人間の身体はよくできている。勢いよく水を浴びれば、肉体は自然と温まろうとする。何もしなくても宇宙からの授かりものとして、身体には免疫力や自浄作用が働いている。水を浴びるとは、自分を半殺しにして、免疫作用を呼び醒ますようなものなのだろう。
ちょびちょび水を浴びていても、消極精神は出ていかない。腹から声出して、勢い任せに何度も何度も水を浴び、消極精神は最後の一滴まで絞り出されていく。そこまで終えれば、私の仕事は終わりで、後は肉体を創造した宇宙の神秘に任せていれば、肉体は元気となり積極精神は体内に流れ込んでくる。
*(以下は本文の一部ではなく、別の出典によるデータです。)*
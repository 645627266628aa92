//! Recording engine for lifecycle tests

use std::cell::{Cell, RefCell};
use std::rc::Rc;

use flowpath::{BlockId, BoxedBlock, Engine, EngineGraph, GraphError, Result};

/// One call into the engine, with block names resolved
#[derive(Clone, Debug, PartialEq, Eq)]
pub enum Call {
    MakeGraph(String),
    AddBlock(String),
    RemoveBlock(String),
    Connect(String),
    Disconnect(String),
    DisconnectAll,
    Start,
    Stop,
    Wait,
}

pub type CallLog = Rc<RefCell<Vec<Call>>>;

/// Engine whose graphs only record what they are asked to do
pub struct MockEngine {
    log: CallLog,
    fail_connects: Rc<Cell<bool>>,
}

impl MockEngine {
    pub fn new() -> Self {
        Self {
            log: Rc::new(RefCell::new(Vec::new())),
            fail_connects: Rc::new(Cell::new(false)),
        }
    }

    pub fn log(&self) -> CallLog {
        self.log.clone()
    }

    /// While set, every connect fails with a `ConnectFailure`
    pub fn connect_switch(&self) -> Rc<Cell<bool>> {
        self.fail_connects.clone()
    }
}

impl Engine for MockEngine {
    fn make_graph(&mut self, name: &str) -> Box<dyn EngineGraph> {
        self.log.borrow_mut().push(Call::MakeGraph(name.to_string()));
        Box::new(MockGraph {
            name: name.to_string(),
            log: self.log.clone(),
            fail_connects: self.fail_connects.clone(),
            blocks: Vec::new(),
            counters: Vec::new(),
            edges: Vec::new(),
            next_id: 0,
            running: false,
        })
    }
}

struct MockBlock {
    id: BlockId,
    name: String,
}

pub struct MockGraph {
    name: String,
    log: CallLog,
    fail_connects: Rc<Cell<bool>>,
    blocks: Vec<MockBlock>,
    counters: Vec<(String, u32)>,
    edges: Vec<(BlockId, usize, BlockId, usize)>,
    next_id: u32,
    running: bool,
}

impl MockGraph {
    fn label(&self, src: BlockId, src_port: usize, dst: BlockId, dst_port: usize) -> String {
        let name = |id| self.block_name(id).unwrap_or_else(|| "?".to_string());
        format!("{}:{}->{}:{}", name(src), src_port, name(dst), dst_port)
    }

    fn record(&self, call: Call) {
        self.log.borrow_mut().push(call);
    }
}

impl EngineGraph for MockGraph {
    fn name(&self) -> &str {
        &self.name
    }

    fn message_queue_size(&self) -> usize {
        8
    }

    fn add_block(&mut self, kind: &str, _block: BoxedBlock) -> Result<BlockId> {
        let n = match self.counters.iter_mut().find(|(k, _)| k == kind) {
            Some((_, n)) => {
                *n += 1;
                *n
            }
            None => {
                self.counters.push((kind.to_string(), 0));
                0
            }
        };
        let name = format!("{}{}", kind, n);
        let id = BlockId::from_raw(self.next_id);
        self.next_id += 1;
        self.record(Call::AddBlock(name.clone()));
        self.blocks.push(MockBlock { id, name });
        Ok(id)
    }

    fn remove_block(&mut self, id: BlockId) -> Result<()> {
        let index = self
            .blocks
            .iter()
            .position(|b| b.id == id)
            .ok_or(GraphError::UnknownBlock(id))?;
        let block = self.blocks.remove(index);
        self.edges.retain(|e| e.0 != id && e.2 != id);
        self.record(Call::RemoveBlock(block.name));
        Ok(())
    }

    fn block_name(&self, id: BlockId) -> Option<String> {
        self.blocks.iter().find(|b| b.id == id).map(|b| b.name.clone())
    }

    fn connect(&mut self, src: BlockId, src_port: usize, dst: BlockId, dst_port: usize) -> Result<()> {
        let label = self.label(src, src_port, dst, dst_port);
        if self.fail_connects.get() {
            return Err(GraphError::ConnectFailure {
                edge: label,
                reason: "rejected by mock".to_string(),
            });
        }
        self.record(Call::Connect(label));
        self.edges.push((src, src_port, dst, dst_port));
        Ok(())
    }

    fn disconnect(&mut self, src: BlockId, src_port: usize, dst: BlockId, dst_port: usize) -> Result<()> {
        let label = self.label(src, src_port, dst, dst_port);
        self.edges.retain(|&e| e != (src, src_port, dst, dst_port));
        self.record(Call::Disconnect(label));
        Ok(())
    }

    fn disconnect_all(&mut self) -> Result<()> {
        self.edges.clear();
        self.record(Call::DisconnectAll);
        Ok(())
    }

    fn start(&mut self) -> Result<()> {
        self.running = true;
        self.record(Call::Start);
        Ok(())
    }

    fn stop(&mut self) -> Result<()> {
        self.running = false;
        self.record(Call::Stop);
        Ok(())
    }

    fn wait(&mut self) -> Result<()> {
        self.running = false;
        self.record(Call::Wait);
        Ok(())
    }

    fn is_running(&self) -> bool {
        self.running
    }

    fn edge_list(&self) -> String {
        self.edges
            .iter()
            .map(|&(s, sp, d, dp)| format!("{}\n", self.label(s, sp, d, dp)))
            .collect()
    }
}

/// Only the calls that change the lifecycle, in order
pub fn lifecycle(log: &CallLog) -> Vec<Call> {
    log.borrow()
        .iter()
        .filter(|c| matches!(c, Call::MakeGraph(_) | Call::DisconnectAll | Call::Start | Call::Stop | Call::Wait))
        .cloned()
        .collect()
}

pub fn connects(log: &CallLog) -> Vec<String> {
    log.borrow()
        .iter()
        .filter_map(|c| match c {
            Call::Connect(label) => Some(label.clone()),
            _ => None,
        })
        .collect()
}
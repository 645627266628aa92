mod vector_sink;

pub use vector_sink::*;
//! Sink attachment helpers

use std::cell::RefCell;
use std::rc::Rc;

use flowpath::blocks::{SinkReader, VectorSink};
use flowpath::{Engine, EngineGraphExt, FlowGraphController};

/// Readers of the sinks attached by the last build, in path order
pub type Readers = Rc<RefCell<Vec<SinkReader>>>;

/// After every build, hang a bounded vector sink off each enabled path's endpoint
pub fn attach_vector_sinks<E: Engine>(top: &mut FlowGraphController<E>, limit: usize) -> Readers {
    let readers: Readers = Rc::new(RefCell::new(Vec::new()));
    top.on_graph_built({
        let readers = readers.clone();
        move |graph, paths| {
            readers.borrow_mut().clear();
            for path in paths.iter().filter(|p| p.is_enabled()) {
                let Some(endpoint) = path.endpoint() else {
                    continue;
                };
                let (sink, reader) = VectorSink::new(limit);
                let (sink, _) = graph.add("vector_sink", sink)?;
                graph.connect(endpoint.block, endpoint.port, sink, 0)?;
                readers.borrow_mut().push(reader);
            }
            Ok(())
        }
    });
    readers
}

/// Drain every reader
pub fn collect(readers: &Readers) -> Vec<Vec<f32>> {
    readers.borrow_mut().iter_mut().map(|r| r.data()).collect()
}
そんな不思議な原理が働いていると感じている。
今年が終わる。一年の振り返りはやめておこう。既に人生の計画性はないようなもので、今年がどうだったから、来年がどうであるという話はなく、瞬間瞬間、死に向かって行動を紡いでいくしかない。行動の一点に関して言えば、十分とも不十分ともいえる一年であった。何より、生きて大晦日を迎えていることが、既に死ねていないではないか。完全に満足できるのは、本当に死ぬときであって、生きているかぎり、己の不十分さを認めざるを得ないのだろう。
いずれにせよ満足はない。しかし、既に動かなくなったこの一年が宿命として刻まれた事実には、誇りを感じていたい。今日を生きる我々はまた一つ年を越す。その尊い事実を祝う形として、今年最後の投稿を締めさせていただく。
精神修養 #105 (2h/218h)
・緊張していることに気づいて、寒さの中に溶け込んでいくと、ようやく生にしがみついた自分を死なせられる感覚を得る。
・緊張とは生の衝動に傾いた肉体が、死に向かう過程に生じるもの。緊張は、現在地が生である証明である。
・緊張と出会う時はチャンスだと思いたい。緊張は自分を死なせられるチャンスである。
・自分にこだわらないようにしようとするのが、既に自分へのこだわりであるという罠にかかりやすい。
・宮沢賢治の雨にも負けずが何度も頭に再生される。自分など勘定に入れなくともよい。透明な存在になることにひたすら焦がれている。自分を勘定に入れないという勘定がいつも邪魔をする。ただ透明になりたい。